The wait for copyedits is over.

Files for the copyedits and for the book’s illustrations/captions arrived today. Good thing I’m all caught up with this kind of work:

Washer-Woman

From now until June 24, I’ll be pretty much like this:

typewriter

And I still haven’t decided on my author photo.

The beat goes on…..

While I wait for copyedits, I obsess over the author photo.

I managed to avoid including an author photo with my first two books, but I can’t do it this time around. I’ve decided against a basic head shot because it seems too gruesome to have that much focus on my face. I’m at that age where I need strategic posing or a mask or some serious photo shopping. But I also don’t want anything that’s too artsy. I do want to have it reflective of the time period of the book, which is the 1940s.

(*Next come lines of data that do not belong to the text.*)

use crate::resource::template::RESOURCE_TYPE;
use crate::resource::Provisionable;
use crate::Error;
use provisioning_prelude::MessageTemplate;

pub mod local;
pub mod memory;

#[derive(Clone, Debug, serde::Deserialize)]
#[serde(tag = "type", rename_all = "kebab-case")]
pub enum Config {
    Memory,
    Local(local::Config),
}

impl Default for Config {
    fn default() -> Self {
        Self::Memory
    }
}

impl From<Config> for Store {
    fn from(value: Config) -> Self {
        tracing::debug!("building template store");
        match value {
            Config::Memory => Store::Memory(memory::MemoryStore::default()),
            Config::Local(item) => Store::Local(item.into()),
        }
    }
}

/// Where the validated templates are kept, keyed by their name.
#[derive(Clone, Debug)]
pub enum Store {
    Memory(memory::MemoryStore),
    Local(local::LocalStore),
}

impl Default for Store {
    fn default() -> Self {
        Self::Memory(memory::MemoryStore::default())
    }
}

impl Store {
    /// Inserts the template or replaces the one with the same name.
    pub async fn save(&self, template: MessageTemplate) -> Result<(), Error> {
        tracing::debug!("saving template {}", template.resource_id());
        match self {
            Self::Memory(inner) => {
                inner.save(template).await;
                Ok(())
            }
            Self::Local(inner) => inner.save(template).await.map_err(Error::from),
        }
    }

    pub async fn get(&self, name: &str) -> Result<MessageTemplate, Error> {
        let found = match self {
            Self::Memory(inner) => inner.get(name).await,
            Self::Local(inner) => inner.get(name).await?,
        };
        found.ok_or_else(|| Error::not_found(RESOURCE_TYPE, name))
    }

    /// Lists every template, ordered by name.
    pub async fn list(&self) -> Result<Vec<MessageTemplate>, Error> {
        match self {
            Self::Memory(inner) => Ok(inner.list().await),
            Self::Local(inner) => inner.list().await.map_err(Error::from),
        }
    }

    pub async fn delete(&self, name: &str) -> Result<(), Error> {
        tracing::debug!("deleting template {}", name);
        let removed = match self {
            Self::Memory(inner) => inner.delete(name).await,
            Self::Local(inner) => inner.delete(name).await?,
        };
        if removed {
            Ok(())
        } else {
            Err(Error::not_found(RESOURCE_TYPE, name))
        }
    }
}
use provisioning_prelude::MessageTemplate;
use std::collections::BTreeMap;
use std::sync::Arc;
use tokio::sync::RwLock;

#[derive(Clone, Debug, Default)]
pub struct MemoryStore {
    inner: Arc<RwLock<BTreeMap<String, MessageTemplate>>>,
}

impl MemoryStore {
    pub(super) async fn save(&self, template: MessageTemplate) {
        let mut inner = self.inner.write().await;
        inner.insert(template.name.clone(), template);
    }

    pub(super) async fn get(&self, name: &str) -> Option<MessageTemplate> {
        self.inner.read().await.get(name).cloned()
    }

    pub(super) async fn list(&self) -> Vec<MessageTemplate> {
        self.inner.read().await.values().cloned().collect()
    }

    pub(super) async fn delete(&self, name: &str) -> bool {
        self.inner.write().await.remove(name).is_some()
    }
}
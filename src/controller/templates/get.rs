use crate::error::ServerError;
use axum::extract::{Extension, Json, Path};
use provisioning_engine::store::Store;
use provisioning_prelude::MessageTemplate;

/// Get a message template
#[utoipa::path(
    operation_id = "get_template",
    get,
    path = "/api/provisioning/templates/{name}",
    tag = "provisioning",
    params(
        ("name" = String, Path, description = "Name of the template.")
    ),
    responses(
        (status = 200, description = "The message template.", body = MessageTemplate),
        (status = 404, description = "No template with this name.", body = ServerError),
    )
)]
pub(crate) async fn handler(
    Extension(store): Extension<Store>,
    Path(name): Path<String>,
) -> Result<Json<MessageTemplate>, ServerError> {
    let template = store.get(&name).await?;
    Ok(Json(template))
}

#[cfg(test)]
mod tests {
    use super::handler;
    use axum::extract::{Extension, Path};
    use axum::http::StatusCode;
    use provisioning_engine::store::Store;
    use provisioning_prelude::MessageTemplate;

    #[tokio::test]
    async fn should_find_template() {
        let store = Store::default();
        store
            .save(MessageTemplate::new("welcome", "body"))
            .await
            .unwrap();
        let result = handler(Extension(store), Path("welcome".into()))
            .await
            .unwrap();
        assert_eq!(result.0, MessageTemplate::new("welcome", "body"));
    }

    #[tokio::test]
    async fn should_fail_with_unknown_template() {
        let err = handler(Extension(Store::default()), Path("unknown".into()))
            .await
            .unwrap_err();
        assert_eq!(err.code(), StatusCode::NOT_FOUND);
    }
}
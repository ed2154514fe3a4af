mod action;

use clap::Parser;

#[derive(Parser)]
#[command(author, version, about, long_about = None)]
struct Args {
    /// Log directive, using the tracing env filter syntax.
    #[arg(long, env = "LOG", default_value = "provisioning=info,tower_http=info")]
    log: String,
    /// Enables colors in the logs.
    #[arg(long, env = "LOG_COLOR", default_value_t = false)]
    log_color: bool,
    #[command(subcommand)]
    action: action::Action,
}

#[tokio::main]
async fn main() {
    let args = Args::parse();
    if let Err(err) = provisioning::init_logs(&args.log, args.log_color) {
        eprintln!("unable to initialize logs: {err:?}");
    }
    if let Err(err) = args.action.execute().await {
        tracing::error!("{err}");
        std::process::exit(1);
    }
}
pub(crate) mod metrics;
pub(crate) mod status;
pub(crate) mod templates;

use axum::routing::{get, head, Router};

pub(crate) fn create() -> Router {
    Router::new()
        .route("/status", head(status::handler))
        .route("/metrics", get(metrics::handler))
        .route("/api/provisioning/templates", get(templates::list::handler))
        .route(
            "/api/provisioning/templates/{name}",
            get(templates::get::handler)
                .put(templates::put::handler)
                .delete(templates::delete::handler),
        )
        .merge(crate::service::openapi::service())
}
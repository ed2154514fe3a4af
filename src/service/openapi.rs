use utoipa::OpenApi;
use utoipa_swagger_ui::SwaggerUi;

#[derive(OpenApi)]
#[openapi(
    paths(
        crate::controller::metrics::handler,
        crate::controller::status::handler,
        crate::controller::templates::list::handler,
        crate::controller::templates::get::handler,
        crate::controller::templates::put::handler,
        crate::controller::templates::delete::handler,
    ),
    components(schemas(
        crate::error::ServerError,
        provisioning_prelude::MessageTemplate,
        provisioning_prelude::MessageTemplateContent,
    )),
    tags(
        (name = "provisioning", description = "Provisioning of alerting message templates.")
    )
)]
pub struct ApiDoc;

pub(crate) fn service() -> SwaggerUi {
    SwaggerUi::new("/swagger").url("/openapi.json", ApiDoc::openapi())
}
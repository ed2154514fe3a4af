use crate::error::ServerError;
use axum::extract::{Extension, Json, Path};
use axum::http::StatusCode;
use provisioning_engine::resource::{provision, Provisionable};
use provisioning_engine::store::Store;
use provisioning_prelude::{MessageTemplate, MessageTemplateContent, MessageTemplatePayload};

/// Create or update a message template
///
/// A template without any `define` block gets wrapped in one named after the template.
#[utoipa::path(
    operation_id = "put_template",
    put,
    path = "/api/provisioning/templates/{name}",
    tag = "provisioning",
    params(
        ("name" = String, Path, description = "Name of the template.")
    ),
    request_body(content = MessageTemplateContent, content_type = "application/json"),
    responses(
        (status = 202, description = "The template has been stored.", body = MessageTemplate),
        (status = 400, description = "The template is invalid.", body = ServerError),
        (status = 500, description = "The template couldn't be checked or stored.", body = ServerError),
    )
)]
pub(crate) async fn handler(
    Extension(store): Extension<Store>,
    Path(name): Path<String>,
    Json(payload): Json<MessageTemplatePayload>,
) -> Result<(StatusCode, Json<MessageTemplate>), ServerError> {
    metrics::counter!("template_put").increment(1);
    let template = provision(MessageTemplate::from_content(name, payload.into()))?;
    store.save(template.clone()).await?;
    tracing::info!(
        resource_type = template.resource_type(),
        resource_id = template.resource_id(),
        "template provisioned"
    );
    Ok((StatusCode::ACCEPTED, Json(template)))
}
mod controller;
mod error;
pub mod service;

pub fn init_logs(
    directive: &str,
    color: bool,
) -> Result<(), tracing_subscriber::util::TryInitError> {
    use tracing_subscriber::layer::SubscriberExt;
    use tracing_subscriber::util::SubscriberInitExt;

    tracing_subscriber::registry()
        .with(tracing_subscriber::EnvFilter::new(directive))
        .with(tracing_subscriber::fmt::layer().with_ansi(color))
        .try_init()
}

#[cfg(test)]
pub(crate) fn try_init_logs() {
    let level =
        std::env::var("LOG").unwrap_or_else(|_| "provisioning=debug,tower_http=debug".into());
    let _ = init_logs(&level, true);
}
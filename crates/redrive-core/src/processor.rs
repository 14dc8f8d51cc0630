//! Message processing interface.

use crate::configuration::ConfigurationEntry;
use crate::error::ProcessingError;
use async_trait::async_trait;
use std::collections::HashMap;

/// Turns one queued message into an outbound call.
///
/// Returning `Ok(())` means the message was delivered; any error is counted
/// as a processing failure by the caller.
#[cfg_attr(test, mockall::automock)]
#[async_trait]
pub trait MessageProcessor: Send + Sync {
    async fn process_message(
        &self,
        content: &str,
        attributes: &HashMap<String, String>,
        configuration: &ConfigurationEntry,
    ) -> Result<(), ProcessingError>;
}
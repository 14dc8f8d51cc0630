//! # Redrive Core
//!
//! Moves messages from queues to HTTP endpoints.
//!
//! Each queue gets a [`QueueProcessor`] that receives one message at a time,
//! hands it to a [`MessageProcessor`] and deletes it from the queue
//! afterwards. [`HttpMessageProcessor`] is the production processor: it turns
//! a message into a GET, POST, PUT or DELETE request according to the
//! queue's [`ConfigurationEntry`] and accepts only 200 and 201 responses.
//!
//! ## Module Organization
//!
//! - [`client`] - Queue transport trait
//! - [`configuration`] - Per-queue redrive settings
//! - [`error`] - Error types
//! - [`events`] - Observable events and sinks
//! - [`http_processor`] - HTTP dispatch
//! - [`message`] - Message and identifier types
//! - [`processor`] - Message processing trait
//! - [`providers`] - In-memory and SQS transports
//! - [`queue_processor`] - The per-queue redrive loop

pub mod client;
pub mod configuration;
pub mod error;
pub mod events;
pub mod http_processor;
pub mod message;
pub mod processor;
pub mod providers;
pub mod queue_processor;

pub use client::QueueClient;
pub use configuration::ConfigurationEntry;
pub use error::{ConfigurationError, ProcessingError, QueueError, ValidationError};
pub use events::{EventSink, MemoryEventSink, RedriveEvent, TracingEventSink};
pub use http_processor::HttpMessageProcessor;
pub use message::{Message, MessageId, ReceiptHandle};
pub use processor::MessageProcessor;
pub use providers::{InMemoryQueueClient, SqsQueueClient, SqsQueueConfig};
pub use queue_processor::{ProcessorStats, QueueProcessor, DEFAULT_SHUTDOWN_GRACE};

Maybe a writer-at-work scenario will be just the thing.

Here are some of my favorites, starting with the cafe woman. I like the way she is looking intently at her paper, but I don’t think I can pull off the hat and fur coat.

cafe woman

This one might be a tad too messy, but I like the spirit:

writer messy

This one is less messy, but Grace Metalious’s fashion sense is a bit too northwoods for my taste:

Grace

And here’s Martha Gellhorn, looking very smart, except for that cigarette:

Gellhorn

Finally, there’s…well, I could NEVER wear this outfit:

wonder woman

So stay tuned. See what develops.

On this Memorial Day, I’m remembering the men who gave their lives in the Philippines.

In April 1942, after the surrender of U.S. and Filipino forces on the Bataan peninsula, the Japanese moved their already debilitated prisoners to a prison camp north of the capital city of Manila. Most of those POWs were forced to walk more than 60 miles, a brutal event known as the Bataan Death March. Thousands died. Survivors went on to face a hell on earth in Camp O’Donnell, a former Philippine Army post, now used by the Japanese to house military prisoners.

O'DONNELL

Conditions were appalling, food and medicine were scarce, beatings common. More than 1500 American POWs died there. At least one courageous American woman tried to help the men in O’Donnell. Her story is at the heart of my forthcoming book, Angels of the Underground.

Living Under an Enemy Occupation

This is how 1941 drew to a close in Manila, the capital city of the Philippines:

Manila_declared_open_city

The Japanese had been bombing the Philippines since December 8, a prelude to invasion. When it became clear enemy forces could not be held off, General Douglas MacArthur, head of the United States Army Forces Far East, declared Manila an open city to spare it from total destruction. After Christmas 1941, civilians in the city, including the four women at the heart of my forthcoming book, Angels of the Underground, braced for an enemy occupation. Each one of these women had to decide what she would do when the Japanese marched into Manila. Their stories are dramatic, surprising, and, at times, heart breaking.

Awash with Historical Images

Since I’ve met my revision deadline (still recovering from that), I’ve been awash in historical images, busily pulling together the ones that will be included in the book. That’s not as easy as it sounds, between jpeg, tiff, pixel counts, dpi, not to mention tracking down copyright holders and securing the proper permissions. If it wasn’t for all that, Angels of the Underground would be lavishly illustrated with dozens of great photos and maps I’ve collected over the years I’ve spent researching the book.

Bataan to Cabanatuan

Instead, it will be sufficiently illustrated with about 20 great images. Several of them are public domain, and a few I actually had to pay to secure the rights. But two were provided by an extended family member of one of the Angels in my book. Right now, those two photos really bring the whole story alive again. I can’t post them here (they’re for the book only), but one of them in particular really reminded me of how those Angels‘ lives changed so dramatically when the Japanese attacked Manila in 1941. Peggy Utinsky, who had been living in the Philippines since the 1920s, traveled to the U.S. for a vacation in the summer of 1940. During a visit with her husband’s relatives, a photo was snapped, preserving a beaming Peggy, happy and carefree. Later that year she returned to her husband in the Philippines. The next year the Japanese attacked, and Peggy’s smile never looked the same again.